(Data section begins)

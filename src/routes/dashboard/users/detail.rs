use super::status_badge;
use crate::{
    app_lib::theme::Theme,
    components::{Alert, AlertKind, Spinner},
    features::{auth::state::use_api, users::client},
    routes::{dashboard::PageHeader, paths},
};
use leptos::prelude::*;
use leptos_router::{components::A, hooks::use_params, params::Params};

#[derive(Params, PartialEq, Clone)]
struct UserParams {
    id: Option<String>,
}

#[component]
pub fn UserDetailPage() -> impl IntoView {
    let api = use_api();
    let params = use_params::<UserParams>();
    let user = LocalResource::new(move || {
        let api = api.clone();
        let id = params
            .get()
            .ok()
            .and_then(|params| params.id)
            .unwrap_or_default();
        async move { client::get_user(&api, &id).await }
    });

    view! {
        <div class="max-w-3xl space-y-6">
            <PageHeader title="Donor details" subtitle="Profile as stored by RedLink." />
            <div class=Theme::CARD>
                <Suspense fallback=move || view! { <Spinner /> }>
                    {move || match user.get() {
                        Some(Ok(detail)) => {
                            let rows = [
                                ("Email", detail.email.clone()),
                                ("Phone number", detail.phone_number.clone()),
                                ("Blood type", detail.blood_type.clone()),
                                ("Gender", detail.gender.clone()),
                                ("Date of birth", detail.date_of_birth.clone()),
                                ("Address", detail.address.clone()),
                                ("Last donation", detail.last_donation_date.clone()),
                                ("Role", detail.role_label().to_string()),
                            ];
                            view! {
                                <div class="space-y-6">
                                    <div class="flex items-center justify-between">
                                        <h2 class="text-xl font-semibold text-gray-900 dark:text-white">
                                            {detail.name.clone()}
                                        </h2>
                                        <span class=status_badge(detail.status)>{detail.status.label()}</span>
                                    </div>
                                    <dl class="grid gap-4 sm:grid-cols-2">
                                        {rows
                                            .into_iter()
                                            .map(|(label, value)| {
                                                let value = if value.trim().is_empty() { "-".to_string() } else { value };
                                                view! {
                                                    <div>
                                                        <dt class="text-sm font-medium text-gray-500 dark:text-gray-400">{label}</dt>
                                                        <dd class="text-gray-900 dark:text-white">{value}</dd>
                                                    </div>
                                                }
                                            })
                                            .collect_view()}
                                    </dl>
                                    <A href=paths::user_edit(&detail.id) {..} class=Theme::LINK>"Edit"</A>
                                </div>
                            }
                                .into_any()
                        }
                        Some(Err(err)) => {
                            view! { <Alert kind=AlertKind::Error message=err.message().to_string() /> }.into_any()
                        }
                        None => view! { <Spinner /> }.into_any(),
                    }}
                </Suspense>
            </div>
            <A href=paths::DASHBOARD_USERS {..} class=Theme::LINK>"Back to donors"</A>
        </div>
    }
}
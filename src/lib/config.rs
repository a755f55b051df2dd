//! Build-time configuration for the API endpoint with an optional runtime
//! override. The runtime config is read from `window.REDLINK_CONFIG` (if
//! present) so static deployments can point at another API without
//! rebuilding. Configuration values are public; do not store secrets here.

/// API base used when nothing is configured at build or run time.
const DEFAULT_API_BASE_URL: &str = "https://seniorproject-1-3rbo.onrender.com/api";
/// Default request timeout (milliseconds) applied to every API call.
const DEFAULT_TIMEOUT_MS: u32 = 10_000;

/// Frontend configuration derived from build-time environment variables.
#[derive(Clone, Debug, PartialEq, Eq)]
pub struct AppConfig {
    pub api_base_url: String,
    pub request_timeout_ms: u32,
}

impl Default for AppConfig {
    fn default() -> Self {
        Self {
            api_base_url: DEFAULT_API_BASE_URL.to_string(),
            request_timeout_ms: DEFAULT_TIMEOUT_MS,
        }
    }
}

impl AppConfig {
    /// Loads config from build-time environment variables and applies runtime overrides.
    pub fn load() -> Self {
        let mut config = Self::from_build_env(
            option_env!("REDLINK_API_BASE_URL"),
            option_env!("REDLINK_REQUEST_TIMEOUT_MS"),
        );

        if let Some(runtime) = runtime_config() {
            apply_runtime_overrides(&mut config, runtime);
        }

        config
    }

    fn from_build_env(api_base_url: Option<&str>, timeout_ms: Option<&str>) -> Self {
        let mut config = Self::default();
        if let Some(value) = api_base_url.and_then(normalize_runtime_value) {
            config.api_base_url = value;
        }
        if let Some(value) = timeout_ms.and_then(parse_timeout) {
            config.request_timeout_ms = value;
        }
        config
    }
}

#[derive(Default)]
struct RuntimeConfig {
    api_base_url: Option<String>,
    request_timeout_ms: Option<u32>,
}

fn apply_runtime_overrides(config: &mut AppConfig, runtime: RuntimeConfig) {
    if let Some(value) = runtime.api_base_url {
        config.api_base_url = value;
    }
    if let Some(value) = runtime.request_timeout_ms {
        config.request_timeout_ms = value;
    }
}

#[cfg(target_arch = "wasm32")]
fn runtime_config() -> Option<RuntimeConfig> {
    use js_sys::{Object, Reflect};
    use wasm_bindgen::JsValue;

    let window = web_sys::window()?;
    let config = Reflect::get(&window, &JsValue::from_str("REDLINK_CONFIG")).ok()?;
    if config.is_null() || config.is_undefined() {
        return None;
    }
    let object = Object::from(config);

    Some(RuntimeConfig {
        api_base_url: read_runtime_value(&object, "api_base_url"),
        request_timeout_ms: read_runtime_value(&object, "request_timeout_ms")
            .as_deref()
            .and_then(parse_timeout),
    })
}

#[cfg(not(target_arch = "wasm32"))]
fn runtime_config() -> Option<RuntimeConfig> {
    None
}

#[cfg(target_arch = "wasm32")]
fn read_runtime_value(object: &js_sys::Object, key: &str) -> Option<String> {
    let value = js_sys::Reflect::get(object, &wasm_bindgen::JsValue::from_str(key)).ok()?;
    let value = match value.as_f64() {
        Some(number) => number.to_string(),
        None => value.as_string()?,
    };
    normalize_runtime_value(&value)
}

fn normalize_runtime_value(value: &str) -> Option<String> {
    let trimmed = value.trim();
    if trimmed.is_empty() {
        None
    } else {
        Some(trimmed.to_string())
    }
}

/// Accepts whole positive milliseconds; zero and garbage fall back to the default.
fn parse_timeout(value: &str) -> Option<u32> {
    value.trim().parse::<u32>().ok().filter(|ms| *ms > 0)
}

#[cfg(test)]
mod tests {
    use super::{
        AppConfig, DEFAULT_API_BASE_URL, DEFAULT_TIMEOUT_MS, RuntimeConfig,
        apply_runtime_overrides, normalize_runtime_value, parse_timeout,
    };

    #[test]
    fn normalize_runtime_value_trims_and_rejects_empty() {
        assert_eq!(normalize_runtime_value(""), None);
        assert_eq!(normalize_runtime_value("   "), None);
        assert_eq!(
            normalize_runtime_value("  https://api.redlink.test "),
            Some("https://api.redlink.test".to_string())
        );
    }

    #[test]
    fn build_env_falls_back_to_defaults() {
        let config = AppConfig::from_build_env(None, Some("not-a-number"));
        assert_eq!(config.api_base_url, DEFAULT_API_BASE_URL);
        assert_eq!(config.request_timeout_ms, DEFAULT_TIMEOUT_MS);

        let config = AppConfig::from_build_env(Some(" "), Some("0"));
        assert_eq!(config, AppConfig::default());
    }

    #[test]
    fn build_env_values_are_used_when_present() {
        let config = AppConfig::from_build_env(Some("http://localhost:8000/api"), Some("2500"));
        assert_eq!(config.api_base_url, "http://localhost:8000/api");
        assert_eq!(config.request_timeout_ms, 2500);
    }

    #[test]
    fn apply_runtime_overrides_ignores_empty_values() {
        let mut config = AppConfig::default();
        let runtime = RuntimeConfig {
            api_base_url: normalize_runtime_value("  "),
            request_timeout_ms: parse_timeout(""),
        };

        apply_runtime_overrides(&mut config, runtime);

        assert_eq!(config, AppConfig::default());
    }

    #[test]
    fn apply_runtime_overrides_overwrites_when_present() {
        let mut config = AppConfig::default();
        let runtime = RuntimeConfig {
            api_base_url: normalize_runtime_value("https://api.override"),
            request_timeout_ms: parse_timeout("15000"),
        };

        apply_runtime_overrides(&mut config, runtime);

        assert_eq!(config.api_base_url, "https://api.override");
        assert_eq!(config.request_timeout_ms, 15_000);
    }
}
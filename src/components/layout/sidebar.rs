//! Dashboard side navigation. Entries come from the static link table and are
//! filtered by the resolved role, so a hospital account never sees admin-only
//! sections. Hiding a link is cosmetic; the routes are gated separately.

use crate::features::auth::{
    nav::{DASHBOARD_LINKS, NavLink, visible_links},
    role::Role,
};
use leptos::prelude::*;
use leptos_router::{components::A, hooks::use_location};

#[component]
pub fn Sidebar(role: Option<Role>, #[prop(into)] open: Signal<bool>) -> impl IntoView {
    let location = use_location();
    let links = visible_links(&DASHBOARD_LINKS, role);

    view! {
        <aside
            class="w-64 flex-shrink-0 flex-col border-r border-gray-200 dark:border-gray-800 bg-white dark:bg-gray-900 overflow-y-auto"
            class:hidden=move || !open.get()
            class:flex=move || open.get()
        >
            <nav class="flex-1 px-4 py-6 space-y-1">
                {links
                    .into_iter()
                    .map(|link| {
                        let pathname = location.pathname;
                        view! { <SidebarLink link=link active=move || pathname.get() == link.path /> }
                    })
                    .collect_view()}
            </nav>
            <div class="p-4 border-t border-gray-100 dark:border-gray-800">
                <p class="text-[10px] text-gray-400 font-mono text-center uppercase tracking-tighter">
                    "RedLink Dashboard"
                </p>
            </div>
        </aside>
    }
}

#[component]
fn SidebarLink<F>(link: NavLink, active: F) -> impl IntoView
where
    F: Fn() -> bool + Copy + Send + Sync + 'static,
{
    view! {
        <A
            href=link.path
            {..}
            attr:class="group flex items-center px-2 py-2 text-sm font-medium rounded-md transition-colors"
            class:bg-red-50=move || active()
            class:text-red-700=move || active()
            class:dark:bg-gray-800=move || active()
            class:dark:text-red-400=move || active()
            class:text-gray-600=move || !active()
            class:hover:bg-gray-50=move || !active()
            class:dark:text-gray-300=move || !active()
            class:dark:hover:bg-gray-800=move || !active()
        >
            <span
                class="material-symbols-outlined mr-3 text-lg transition-colors"
                class:text-red-700=move || active()
                class:text-gray-400=move || !active()
            >
                {link.icon}
            </span>
            {link.label}
        </A>
    }
}
use crate::{
    app_lib::theme::Theme,
    components::{Alert, AlertKind, Button, Spinner, forms::UserFields},
    features::{
        auth::{role::Role, state::use_api},
        users::{client, types::UserForm},
    },
    routes::{dashboard::PageHeader, paths},
};
use leptos::{ev::SubmitEvent, prelude::*};
use leptos_router::hooks::use_navigate;

/// Staff-created account. Password and role are required here, unlike the
/// edit form.
#[component]
pub fn AddUserPage() -> impl IntoView {
    let api = use_api();
    let navigate = use_navigate();
    let form = RwSignal::new(UserForm {
        password: Some(String::new()),
        role: Some(Role::Donor),
        ..UserForm::default()
    });
    let (error, set_error) = signal::<Option<String>>(None);

    let add_action = Action::new_local(move |form: &UserForm| {
        let api = api.clone();
        let form = form.clone();
        async move { client::add_user(&api, &form).await }
    });

    Effect::new(move |_| {
        if let Some(result) = add_action.value().get() {
            match result {
                Ok(()) => navigate(paths::DASHBOARD_USERS, Default::default()),
                Err(err) => set_error.set(Some(err.message().to_string())),
            }
        }
    });

    let on_submit = move |event: SubmitEvent| {
        event.prevent_default();
        set_error.set(None);
        add_action.dispatch(form.get_untracked());
    };

    view! {
        <div class="max-w-4xl space-y-6">
            <PageHeader title="Add donor" subtitle="Create an account on behalf of a donor or member." />
            <form class=format!("space-y-6 {}", Theme::CARD) on:submit=on_submit>
                <UserFields form=form with_credentials=true />
                <Button button_type="submit" disabled=add_action.pending()>
                    "Create account"
                </Button>
                {move || add_action.pending().get().then_some(view! { <Spinner /> })}
                {move || error.get().map(|message| view! { <Alert kind=AlertKind::Error message=message /> })}
            </form>
        </div>
    }
}
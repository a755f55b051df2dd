//! Blood requests: the public board, the add/edit forms and the dashboard
//! table all share these types and calls.

pub(crate) mod client;
pub(crate) mod types;
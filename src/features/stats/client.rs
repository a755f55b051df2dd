use crate::{
    app_lib::{ApiClient, AppError, Transport},
    features::{
        stats::types::{BloodStat, StatsEnvelope, into_stats},
        users::types::DonorPage,
    },
};

pub async fn blood_type_stats<T: Transport>(
    api: &ApiClient<T>,
) -> Result<Vec<BloodStat>, AppError> {
    let envelope: StatsEnvelope = api.get_json("/count-by-blood-type").await?;
    Ok(into_stats(envelope.data))
}

/// Number of donors currently able to give.
pub async fn available_donor_count<T: Transport>(api: &ApiClient<T>) -> Result<u64, AppError> {
    let page: DonorPage = api.get_json("/available-donor").await?;
    Ok(page.count)
}

#[cfg(test)]
mod tests {
    use super::{available_donor_count, blood_type_stats};
    use crate::app_lib::testing::{FakeTransport, client};

    #[tokio::test]
    async fn overview_figures() {
        let transport = FakeTransport::new()
            .respond(200, r#"{"data":{"B+":{"total":4,"available":3}}}"#)
            .respond(200, r#"{"users":[],"count":12}"#);
        let api = client(transport.clone(), Some("t"));

        let stats = blood_type_stats(&api).await.expect("stats");
        let count = available_donor_count(&api).await.expect("count");

        assert_eq!(stats[0].blood_type, "B+");
        assert_eq!(count, 12);
        assert_eq!(transport.requests()[1].url, "https://api.test/api/available-donor");
    }
}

(Data section ends)

Prompt: The answer must be every line of the entries that includes the word "href".

The completed task:
                                    <A href=paths::user_edit(&detail.id) {..} class=Theme::LINK>"Edit"</A>
            <A href=paths::DASHBOARD_USERS {..} class=Theme::LINK>"Back to donors"</A>
            href=link.path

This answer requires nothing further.